Your answer should be one number: the count of lines below that contain "ErrorStore".

== DATA SHOWN ==
■ ■ ■

//! SQLite implementation of the error and API key stores
//!
//! Timestamps are stored as Unix milliseconds and the context object as a
//! JSON string.

use async_trait::async_trait;
use chrono::{DateTime, Duration as ChronoDuration, Utc};
use sqlx::sqlite::{SqliteConnectOptions, SqliteJournalMode, SqlitePool, SqlitePoolOptions};
use std::str::FromStr;
use std::time::Duration;
use uuid::Uuid;

use super::{ApiKeyStore, ErrorStore, StoreError};
use crate::models::{self, ApiKey, Context, ErrorRecord, ListQuery, StatsResponse};

const ERROR_COLUMNS: &str = "id, timestamp, level, message, stack_trace, context, source, \
     environment, user_agent, ip_address, url, fingerprint, resolved, \
     count, first_seen, last_seen, created_at, updated_at";

/// SQLite-backed store
#[derive(Clone)]
pub struct SqliteStore {
    pool: SqlitePool,
}

impl SqliteStore {
    /// Open (creating if missing) the database and run migrations
    ///
    /// In-memory databases are pinned to a single long-lived connection,
    /// otherwise every pooled connection would see its own empty database.
    pub async fn new(database_url: &str, max_connections: u32) -> Result<Self, StoreError> {
        let options = SqliteConnectOptions::from_str(database_url)?
            .create_if_missing(true)
            .journal_mode(SqliteJournalMode::Wal)
            .busy_timeout(Duration::from_secs(30))
            .pragma("synchronous", "NORMAL");

        let in_memory = database_url.contains(":memory:");
        let pool_options = if in_memory {
            SqlitePoolOptions::new()
                .max_connections(1)
                .min_connections(1)
                .idle_timeout(None)
                .max_lifetime(None)
        } else {
            SqlitePoolOptions::new().max_connections(max_connections.max(1))
        };

        let pool = pool_options
            .acquire_timeout(Duration::from_secs(30))
            .connect_with(options)
            .await?;

        Self::from_pool(pool).await
    }

    /// Wrap an existing pool, running migrations on it
    pub async fn from_pool(pool: SqlitePool) -> Result<Self, StoreError> {
        sqlx::migrate!("./migrations").run(&pool).await?;
        tracing::info!("Database migrations completed");
        Ok(Self { pool })
    }
}

#[derive(sqlx::FromRow)]
struct ErrorRow {
    id: String,
    timestamp: i64,
    level: String,
    message: String,
    stack_trace: Option<String>,
    context: String,
    source: String,
    environment: String,
    user_agent: Option<String>,
    ip_address: Option<String>,
    url: Option<String>,
    fingerprint: String,
    resolved: bool,
    count: i64,
    first_seen: i64,
    last_seen: i64,
    created_at: i64,
    updated_at: i64,
}

impl TryFrom<ErrorRow> for ErrorRecord {
    type Error = StoreError;

    fn try_from(row: ErrorRow) -> Result<Self, Self::Error> {
        // A stored `null` reads back as an empty object
        let context = serde_json::from_str::<Option<Context>>(&row.context)
            .map_err(|e| StoreError::Decode(format!("invalid context for {}: {}", row.id, e)))?
            .unwrap_or_default();

        Ok(ErrorRecord {
            id: parse_uuid(&row.id)?,
            timestamp: from_millis(row.timestamp)?,
            level: row.level,
            message: row.message,
            stack_trace: row.stack_trace,
            context,
            source: row.source,
            environment: row.environment,
            user_agent: row.user_agent,
            ip_address: row.ip_address,
            url: row.url,
            fingerprint: row.fingerprint,
            resolved: row.resolved,
            count: row.count,
            first_seen: from_millis(row.first_seen)?,
            last_seen: from_millis(row.last_seen)?,
            created_at: from_millis(row.created_at)?,
            updated_at: from_millis(row.updated_at)?,
        })
    }
}

#[derive(sqlx::FromRow)]
struct ApiKeyRow {
    id: String,
    key_hash: String,
    name: String,
    project_id: Option<String>,
    active: bool,
    created_at: i64,
    last_used: Option<i64>,
}

impl TryFrom<ApiKeyRow> for ApiKey {
    type Error = StoreError;

    fn try_from(row: ApiKeyRow) -> Result<Self, Self::Error> {
        Ok(ApiKey {
            id: parse_uuid(&row.id)?,
            key_hash: row.key_hash,
            name: row.name,
            project_id: row.project_id.as_deref().map(parse_uuid).transpose()?,
            active: row.active,
            created_at: from_millis(row.created_at)?,
            last_used: row.last_used.map(from_millis).transpose()?,
        })
    }
}

fn parse_uuid(value: &str) -> Result<Uuid, StoreError> {
    Uuid::parse_str(value).map_err(|e| StoreError::Decode(format!("invalid id '{}': {}", value, e)))
}

fn from_millis(millis: i64) -> Result<DateTime<Utc>, StoreError> {
    DateTime::from_timestamp_millis(millis)
        .ok_or_else(|| StoreError::Decode(format!("timestamp out of range: {}", millis)))
}

/// Start of the current UTC day
fn start_of_day(now: DateTime<Utc>) -> DateTime<Utc> {
    now.date_naive()
        .and_hms_opt(0, 0, 0)
        .map(|midnight| midnight.and_utc())
        .unwrap_or(now)
}

#[async_trait]
impl ErrorStore for SqliteStore {
    async fn create_error(&self, record: &ErrorRecord) -> Result<(), StoreError> {
        let context = serde_json::to_string(&record.context)?;

        sqlx::query(&format!(
            "INSERT INTO errors ({ERROR_COLUMNS})
             VALUES (?1, ?2, ?3, ?4, ?5, ?6, ?7, ?8, ?9, ?10, ?11, ?12, ?13, ?14, ?15, ?16, ?17, ?18)"
        ))
        .bind(record.id.to_string())
        .bind(record.timestamp.timestamp_millis())
        .bind(&record.level)
        .bind(&record.message)
        .bind(&record.stack_trace)
        .bind(context)
        .bind(&record.source)
        .bind(&record.environment)
        .bind(&record.user_agent)
        .bind(&record.ip_address)
        .bind(&record.url)
        .bind(&record.fingerprint)
        .bind(record.resolved)
        .bind(record.count)
        .bind(record.first_seen.timestamp_millis())
        .bind(record.last_seen.timestamp_millis())
        .bind(record.created_at.timestamp_millis())
        .bind(record.updated_at.timestamp_millis())
        .execute(&self.pool)
        .await?;

        Ok(())
    }

    async fn get_errors(&self, query: &ListQuery) -> Result<(Vec<ErrorRecord>, i64), StoreError> {
        const FILTER: &str = "(?1 IS NULL OR level = ?1) AND (?2 IS NULL OR source = ?2)";

        let total: i64 = sqlx::query_scalar(&format!("SELECT COUNT(*) FROM errors WHERE {FILTER}"))
            .bind(&query.level)
            .bind(&query.source)
            .fetch_one(&self.pool)
            .await?;

        let rows = sqlx::query_as::<_, ErrorRow>(&format!(
            "SELECT {ERROR_COLUMNS} FROM errors WHERE {FILTER}
             ORDER BY timestamp DESC LIMIT ?3 OFFSET ?4"
        ))
        .bind(&query.level)
        .bind(&query.source)
        .bind(query.limit)
        .bind(query.offset)
        .fetch_all(&self.pool)
        .await?;

        let errors = rows
            .into_iter()
            .map(ErrorRecord::try_from)
            .collect::<Result<Vec<_>, _>>()?;

        Ok((errors, total))
    }

    async fn get_error_by_id(&self, id: Uuid) -> Result<ErrorRecord, StoreError> {
        let row = sqlx::query_as::<_, ErrorRow>(&format!(
            "SELECT {ERROR_COLUMNS} FROM errors WHERE id = ?1"
        ))
        .bind(id.to_string())
        .fetch_optional(&self.pool)
        .await?
        .ok_or(StoreError::NotFound)?;

        row.try_into()
    }

    async fn resolve_error(&self, id: Uuid) -> Result<(), StoreError> {
        // updated_at always moves forward, even within the same millisecond
        let result = sqlx::query(
            "UPDATE errors SET resolved = 1, updated_at = MAX(?1, updated_at + 1) WHERE id = ?2",
        )
        .bind(models::now().timestamp_millis())
        .bind(id.to_string())
        .execute(&self.pool)
        .await?;

        if result.rows_affected() == 0 {
            return Err(StoreError::NotFound);
        }
        Ok(())
    }

    async fn delete_error(&self, id: Uuid) -> Result<(), StoreError> {
        sqlx::query("DELETE FROM errors WHERE id = ?1")
            .bind(id.to_string())
            .execute(&self.pool)
            .await?;
        Ok(())
    }

    async fn get_stats(&self) -> Result<StatsResponse, StoreError> {
        let now = Utc::now();
        let today = start_of_day(now).timestamp_millis();
        let week = (now - ChronoDuration::days(7)).timestamp_millis();
        let month = (now - ChronoDuration::days(30)).timestamp_millis();

        let (total_errors, resolved_errors, errors_today, errors_this_week, errors_this_month) =
            sqlx::query_as::<_, (i64, i64, i64, i64, i64)>(
                "SELECT
                    COUNT(*),
                    COALESCE(SUM(CASE WHEN resolved = 1 THEN 1 ELSE 0 END), 0),
                    COALESCE(SUM(CASE WHEN timestamp >= ?1 THEN 1 ELSE 0 END), 0),
                    COALESCE(SUM(CASE WHEN timestamp >= ?2 THEN 1 ELSE 0 END), 0),
                    COALESCE(SUM(CASE WHEN timestamp >= ?3 THEN 1 ELSE 0 END), 0)
                 FROM errors",
            )
            .bind(today)
            .bind(week)
            .bind(month)
            .fetch_one(&self.pool)
            .await?;

        Ok(StatsResponse {
            total_errors,
            resolved_errors,
            errors_today,
            errors_this_week,
            errors_this_month,
        })
    }
}

#[async_trait]
impl ApiKeyStore for SqliteStore {
    async fn validate_api_key(&self, key_hash: &str) -> Result<ApiKey, StoreError> {
        let row = sqlx::query_as::<_, ApiKeyRow>(
            "SELECT id, key_hash, name, project_id, active, created_at, last_used
             FROM api_keys WHERE key_hash = ?1 AND active = 1",
        )
        .bind(key_hash)
        .fetch_optional(&self.pool)
        .await?
        .ok_or(StoreError::NotFound)?;

        let api_key = ApiKey::try_from(row)?;

        if let Err(e) = sqlx::query("UPDATE api_keys SET last_used = ?1 WHERE id = ?2")
            .bind(models::now().timestamp_millis())
            .bind(api_key.id.to_string())
            .execute(&self.pool)
            .await
        {
            tracing::warn!(api_key = %api_key.name, error = %e, "Failed to update API key last_used");
        }

        Ok(api_key)
    }

    async fn create_api_key(
        &self,
        name: &str,
        key_hash: &str,
        project_id: Option<Uuid>,
    ) -> Result<ApiKey, StoreError> {
        let api_key = ApiKey {
            id: Uuid::new_v4(),
            key_hash: key_hash.to_string(),
            name: name.to_string(),
            project_id,
            active: true,
            created_at: models::now(),
            last_used: None,
        };

        sqlx::query(
            "INSERT INTO api_keys (id, key_hash, name, project_id, active, created_at)
             VALUES (?1, ?2, ?3, ?4, 1, ?5)",
        )
        .bind(api_key.id.to_string())
        .bind(&api_key.key_hash)
        .bind(&api_key.name)
        .bind(api_key.project_id.map(|id| id.to_string()))
        .bind(api_key.created_at.timestamp_millis())
        .execute(&self.pool)
        .await?;

        Ok(api_key)
    }
}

■ ■ ■

== RESULT OF THIS TASK ==
2